Have we noticed as citizens living here in South Africa that our politicians have started behaving like good Samaritans, going from door to door and announcing all their respective manifesto launches and promising that when they get elected they are going to ensure exellent service delivery, create employment and corruption free governance.

Some of our bolder political candidates have, on a very small scale, confessed that there were mistakes made in the past but we must forgive and forget and that is a very tall order.

The biggest issue that is being missed by all political parties is what they are going to do about the cost of living.

Yes, we can hope for service delivery and good governance and houses but these are useless to all of us if no one takes up the fundamental challenge we all face and that is the daily uncontrolled prices of food and services that is causing all of us to live on the poverty line.

We need brave, honest politicians to promise us that when we vote them in, they will enforce price controls, especially on foodstuff and government services.

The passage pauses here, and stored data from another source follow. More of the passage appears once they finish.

//! Demo Knowledge Graph
//!
//! Seeds a small, connected knowledge graph so the tools have something to
//! answer against on first launch. Seeding only happens when the `entities`
//! table is empty.

use crate::db::{DatabaseError, DatabaseService};
use crate::models::{Entity, EntityCategory, Relationship};
use tracing::info;

/// (id, name, category, importance, description)
const DEMO_ENTITIES: &[(&str, &str, EntityCategory, i64, &str)] = &[
    ("demo-alice", "Alice Chen", EntityCategory::Person, 90, "Staff engineer leading the platform team"),
    ("demo-bob", "Bob Martinez", EntityCategory::Person, 70, "Frontend developer"),
    ("demo-carol", "Carol Singh", EntityCategory::Person, 65, "Data scientist"),
    ("demo-platform", "Platform Rewrite", EntityCategory::Project, 85, "Migrating the API tier to Rust"),
    ("demo-dashboard", "Analytics Dashboard", EntityCategory::Project, 60, "Internal metrics dashboard"),
    ("demo-rust", "Rust", EntityCategory::Skill, 80, "Systems programming language"),
    ("demo-typescript", "TypeScript", EntityCategory::Skill, 70, "Typed JavaScript"),
    ("demo-sql", "SQL", EntityCategory::Skill, 75, "Relational query language"),
    ("demo-ship-q3", "Ship v2 by Q3", EntityCategory::Goal, 95, "Release the rewritten platform"),
    ("demo-dark-mode", "Prefers dark mode", EntityCategory::Preference, 20, "UI theme preference"),
    ("demo-code-review", "Two reviewers per PR", EntityCategory::Rule, 55, "Team review policy"),
    ("demo-remote", "Remote-first team", EntityCategory::Context, 40, "Distributed across three time zones"),
    ("demo-wal", "SQLite WAL mode", EntityCategory::Fact, 30, "Write-ahead logging allows concurrent readers"),
];

/// (from, to, type, strength, confidence)
const DEMO_RELATIONSHIPS: &[(&str, &str, &str, i64, f64)] = &[
    ("demo-alice", "demo-bob", "knows", 8, 1.0),
    ("demo-alice", "demo-carol", "knows", 6, 1.0),
    ("demo-alice", "demo-platform", "part_of", 10, 1.0),
    ("demo-alice", "demo-rust", "related_to", 9, 1.0),
    ("demo-bob", "demo-dashboard", "part_of", 7, 1.0),
    ("demo-bob", "demo-typescript", "related_to", 8, 1.0),
    ("demo-bob", "demo-dark-mode", "related_to", 3, 0.6),
    ("demo-carol", "demo-dashboard", "part_of", 6, 1.0),
    ("demo-carol", "demo-sql", "related_to", 9, 1.0),
    ("demo-platform", "demo-rust", "depends_on", 10, 1.0),
    ("demo-platform", "demo-ship-q3", "causes", 9, 1.0),
    ("demo-dashboard", "demo-sql", "depends_on", 7, 1.0),
    ("demo-dashboard", "demo-typescript", "depends_on", 6, 1.0),
    ("demo-code-review", "demo-platform", "related_to", 5, 1.0),
    ("demo-remote", "demo-code-review", "causes", 4, 0.7),
    ("demo-rust", "demo-typescript", "similar_to", 2, 0.5),
];

/// Seed the demo graph if the database has no entities yet
///
/// Returns the number of entities inserted (0 when the store was not empty).
pub async fn seed_demo_graph(db: &DatabaseService) -> Result<usize, DatabaseError> {
    if db.count_entities().await? > 0 {
        return Ok(0);
    }

    for (id, name, category, importance, description) in DEMO_ENTITIES {
        let entity = Entity::new(*name, *category)
            .with_id(*id)
            .with_importance(*importance)
            .with_description(*description);
        db.insert_entity(&entity).await?;
    }

    for (from, to, relationship_type, strength, confidence) in DEMO_RELATIONSHIPS {
        let relationship = Relationship::new(*from, *to, *relationship_type)
            .with_id(format!("{}--{}--{}", from, relationship_type, to))
            .with_strength(*strength)
            .with_confidence(*confidence);
        db.insert_relationship(&relationship).await?;
    }

    info!(
        "🌱 Seeded demo graph: {} entities, {} relationships",
        DEMO_ENTITIES.len(),
        DEMO_RELATIONSHIPS.len()
    );
    Ok(DEMO_ENTITIES.len())
}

We have enrepreneurs out there who have tons of food products and not to mention medicines in storage and as soon as there is a petrol hike, those items obtained at old prices are resold at a higher price.

Let me give another example, the cost of medical treatment and medicines seem to have no price control mechanisms in place as different prices are charged by different medical professions for the same service. We need politicians and their political parties to make this issue a priority.

I do not want to sound like a prophet of gloom and doom but I do not need a Master’s degree as a political analyst to see that what is happening in South Africa because of political candidates, political intolerance, municipal boundary demarcation and service delivery, is a taste of things to come.

We have to take note that during these political protests there is a cancerous tendency, at the slightest opportunity, to loot shops.

This should be an indication to our politicians that soon the hunger pains caused by over-priced products and essential services can lead to even worst political unrest.

We really are appealing to those in power to appoint a people’s price protector with a dedicated enforcement staff to control products and service prices so that we can loosen that ever-tightening economic belt around our bruised waists. A quote by Flip Wilson – “The cost of living is going up and chance of living is going down”.